TASK INSTRUCTIONS:
Copy out the data below. Keep every word as it is.

Stored data
▼
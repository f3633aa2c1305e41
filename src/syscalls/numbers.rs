/*!
 * Syscall Numbers
 * Per-architecture numbering of every syscall this layer handles
 */

use crate::guest::Arch;
use serde::{Deserialize, Serialize};
use std::fmt;

/// Highest syscall number either table uses
const MAX_SYSCALL_NR: u64 = 512;

/// Syscalls with a handler in this layer
#[derive(Debug, Clone, Copy, PartialEq, Eq, Hash, Serialize, Deserialize)]
#[serde(rename_all = "snake_case")]
pub enum Sysno {
    Exit,
    Read,
    Write,
    Close,
    Openat,
    Getdents64,
    Kill,
    Tgkill,
    Getpriority,
    Setpriority,
    Newselect,
    Pselect6,
    SchedSetparam,
    SchedGetparam,
    SchedSetscheduler,
    SchedGetscheduler,
    SchedYield,
    SchedSetaffinity,
    SchedGetaffinity,
    RtSigaction,
    RtSigtimedwait,
    Sigaltstack,
    Statfs,
    Mkdirat,
    Fchownat,
    Fchmodat,
    Unlinkat,
    Renameat,
    Eventfd2,
    Pipe2,
}

impl Sysno {
    /// Map a raw syscall number for `arch`
    pub fn from_raw(arch: Arch, nr: u64) -> Option<Self> {
        match arch {
            Arch::Arm32 => Self::from_arm32(nr),
            Arch::Arm64 => Self::from_arm64(nr),
        }
    }

    /// Raw number of this syscall on `arch`, if it exists there
    pub fn number(&self, arch: Arch) -> Option<u64> {
        (0..=MAX_SYSCALL_NR).find(|nr| Self::from_raw(arch, *nr) == Some(*self))
    }

    // ARM EABI numbering
    fn from_arm32(nr: u64) -> Option<Self> {
        use Sysno::*;
        Some(match nr {
            1 => Exit,
            3 => Read,
            4 => Write,
            6 => Close,
            37 => Kill,
            96 => Getpriority,
            97 => Setpriority,
            142 => Newselect,
            154 => SchedSetparam,
            155 => SchedGetparam,
            156 => SchedSetscheduler,
            157 => SchedGetscheduler,
            158 => SchedYield,
            174 => RtSigaction,
            177 => RtSigtimedwait,
            186 => Sigaltstack,
            217 => Getdents64,
            241 => SchedSetaffinity,
            242 => SchedGetaffinity,
            266 => Statfs,
            268 => Tgkill,
            322 => Openat,
            323 => Mkdirat,
            325 => Fchownat,
            328 => Unlinkat,
            329 => Renameat,
            333 => Fchmodat,
            335 => Pselect6,
            356 => Eventfd2,
            359 => Pipe2,
            _ => return None,
        })
    }

    // asm-generic numbering
    fn from_arm64(nr: u64) -> Option<Self> {
        use Sysno::*;
        Some(match nr {
            19 => Eventfd2,
            34 => Mkdirat,
            35 => Unlinkat,
            38 => Renameat,
            43 => Statfs,
            53 => Fchmodat,
            54 => Fchownat,
            56 => Openat,
            57 => Close,
            59 => Pipe2,
            61 => Getdents64,
            63 => Read,
            64 => Write,
            72 => Pselect6,
            93 => Exit,
            118 => SchedSetparam,
            119 => SchedSetscheduler,
            120 => SchedGetscheduler,
            121 => SchedGetparam,
            122 => SchedSetaffinity,
            123 => SchedGetaffinity,
            124 => SchedYield,
            129 => Kill,
            131 => Tgkill,
            132 => Sigaltstack,
            134 => RtSigaction,
            137 => RtSigtimedwait,
            140 => Setpriority,
            141 => Getpriority,
            _ => return None,
        })
    }

    /// Kernel name, as used in traces
    pub fn name(&self, arch: Arch) -> &'static str {
        use Sysno::*;
        match self {
            Exit => "exit",
            Read => "read",
            Write => "write",
            Close => "close",
            Openat => "openat",
            Getdents64 => "getdents64",
            Kill => "kill",
            Tgkill => "tgkill",
            Getpriority => "getpriority",
            Setpriority => "setpriority",
            Newselect => "_newselect",
            Pselect6 => "pselect6",
            SchedSetparam => "sched_setparam",
            SchedGetparam => "sched_getparam",
            SchedSetscheduler => "sched_setscheduler",
            SchedGetscheduler => "sched_getscheduler",
            SchedYield => "sched_yield",
            SchedSetaffinity => "sched_setaffinity",
            SchedGetaffinity => "sched_getaffinity",
            RtSigaction => "rt_sigaction",
            RtSigtimedwait => "rt_sigtimedwait",
            Sigaltstack => "sigaltstack",
            Statfs if arch.is_64bit() => "statfs",
            Statfs => "statfs64",
            Mkdirat => "mkdirat",
            Fchownat => "fchownat",
            Fchmodat => "fchmodat",
            Unlinkat => "unlinkat",
            Renameat => "renameat",
            Eventfd2 => "eventfd2",
            Pipe2 => "pipe2",
        }
    }
}

impl fmt::Display for Sysno {
    fn fmt(&self, f: &mut fmt::Formatter<'_>) -> fmt::Result {
        f.write_str(self.name(Arch::Arm64))
    }
}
▲
REPLY TO THE EXERCISE:
repository f3633aa2c1305e41
filename src/syscalls/numbers.rs
/*!
 * Syscall Numbers
 * Per-architecture numbering of every syscall this layer handles
 */

use crate::guest::Arch;
use serde::{Deserialize, Serialize};
use std::fmt;

/// Highest syscall number either table uses
const MAX_SYSCALL_NR: u64 = 512;

/// Syscalls with a handler in this layer
#[derive(Debug, Clone, Copy, PartialEq, Eq, Hash, Serialize, Deserialize)]
#[serde(rename_all = "snake_case")]
pub enum Sysno {
    Exit,
    Read,
    Write,
    Close,
    Openat,
    Getdents64,
    Kill,
    Tgkill,
    Getpriority,
    Setpriority,
    Newselect,
    Pselect6,
    SchedSetparam,
    SchedGetparam,
    SchedSetscheduler,
    SchedGetscheduler,
    SchedYield,
    SchedSetaffinity,
    SchedGetaffinity,
    RtSigaction,
    RtSigtimedwait,
    Sigaltstack,
    Statfs,
    Mkdirat,
    Fchownat,
    Fchmodat,
    Unlinkat,
    Renameat,
    Eventfd2,
    Pipe2,
}

impl Sysno {
    /// Map a raw syscall number for `arch`
    pub fn from_raw(arch: Arch, nr: u64) -> Option<Self> {
        match arch {
            Arch::Arm32 => Self::from_arm32(nr),
            Arch::Arm64 => Self::from_arm64(nr),
        }
    }

    /// Raw number of this syscall on `arch`, if it exists there
    pub fn number(&self, arch: Arch) -> Option<u64> {
        (0..=MAX_SYSCALL_NR).find(|nr| Self::from_raw(arch, *nr) == Some(*self))
    }

    // ARM EABI numbering
    fn from_arm32(nr: u64) -> Option<Self> {
        use Sysno::*;
        Some(match nr {
            1 => Exit,
            3 => Read,
            4 => Write,
            6 => Close,
            37 => Kill,
            96 => Getpriority,
            97 => Setpriority,
            142 => Newselect,
            154 => SchedSetparam,
            155 => SchedGetparam,
            156 => SchedSetscheduler,
            157 => SchedGetscheduler,
            158 => SchedYield,
            174 => RtSigaction,
            177 => RtSigtimedwait,
            186 => Sigaltstack,
            217 => Getdents64,
            241 => SchedSetaffinity,
            242 => SchedGetaffinity,
            266 => Statfs,
            268 => Tgkill,
            322 => Openat,
            323 => Mkdirat,
            325 => Fchownat,
            328 => Unlinkat,
            329 => Renameat,
            333 => Fchmodat,
            335 => Pselect6,
            356 => Eventfd2,
            359 => Pipe2,
            _ => return None,
        })
    }

    // asm-generic numbering
    fn from_arm64(nr: u64) -> Option<Self> {
        use Sysno::*;
        Some(match nr {
            19 => Eventfd2,
            34 => Mkdirat,
            35 => Unlinkat,
            38 => Renameat,
            43 => Statfs,
            53 => Fchmodat,
            54 => Fchownat,
            56 => Openat,
            57 => Close,
            59 => Pipe2,
            61 => Getdents64,
            63 => Read,
            64 => Write,
            72 => Pselect6,
            93 => Exit,
            118 => SchedSetparam,
            119 => SchedSetscheduler,
            120 => SchedGetscheduler,
            121 => SchedGetparam,
            122 => SchedSetaffinity,
            123 => SchedGetaffinity,
            124 => SchedYield,
            129 => Kill,
            131 => Tgkill,
            132 => Sigaltstack,
            134 => RtSigaction,
            137 => RtSigtimedwait,
            140 => Setpriority,
            141 => Getpriority,
            _ => return None,
        })
    }

    /// Kernel name, as used in traces
    pub fn name(&self, arch: Arch) -> &'static str {
        use Sysno::*;
        match self {
            Exit => "exit",
            Read => "read",
            Write => "write",
            Close => "close",
            Openat => "openat",
            Getdents64 => "getdents64",
            Kill => "kill",
            Tgkill => "tgkill",
            Getpriority => "getpriority",
            Setpriority => "setpriority",
            Newselect => "_newselect",
            Pselect6 => "pselect6",
            SchedSetparam => "sched_setparam",
            SchedGetparam => "sched_getparam",
            SchedSetscheduler => "sched_setscheduler",
            SchedGetscheduler => "sched_getscheduler",
            SchedYield => "sched_yield",
            SchedSetaffinity => "sched_setaffinity",
            SchedGetaffinity => "sched_getaffinity",
            RtSigaction => "rt_sigaction",
            RtSigtimedwait => "rt_sigtimedwait",
            Sigaltstack => "sigaltstack",
            Statfs if arch.is_64bit() => "statfs",
            Statfs => "statfs64",
            Mkdirat => "mkdirat",
            Fchownat => "fchownat",
            Fchmodat => "fchmodat",
            Unlinkat => "unlinkat",
            Renameat => "renameat",
            Eventfd2 => "eventfd2",
            Pipe2 => "pipe2",
        }
    }
}

impl fmt::Display for Sysno {
    fn fmt(&self, f: &mut fmt::Formatter<'_>) -> fmt::Result {
        f.write_str(self.name(Arch::Arm64))
    }
}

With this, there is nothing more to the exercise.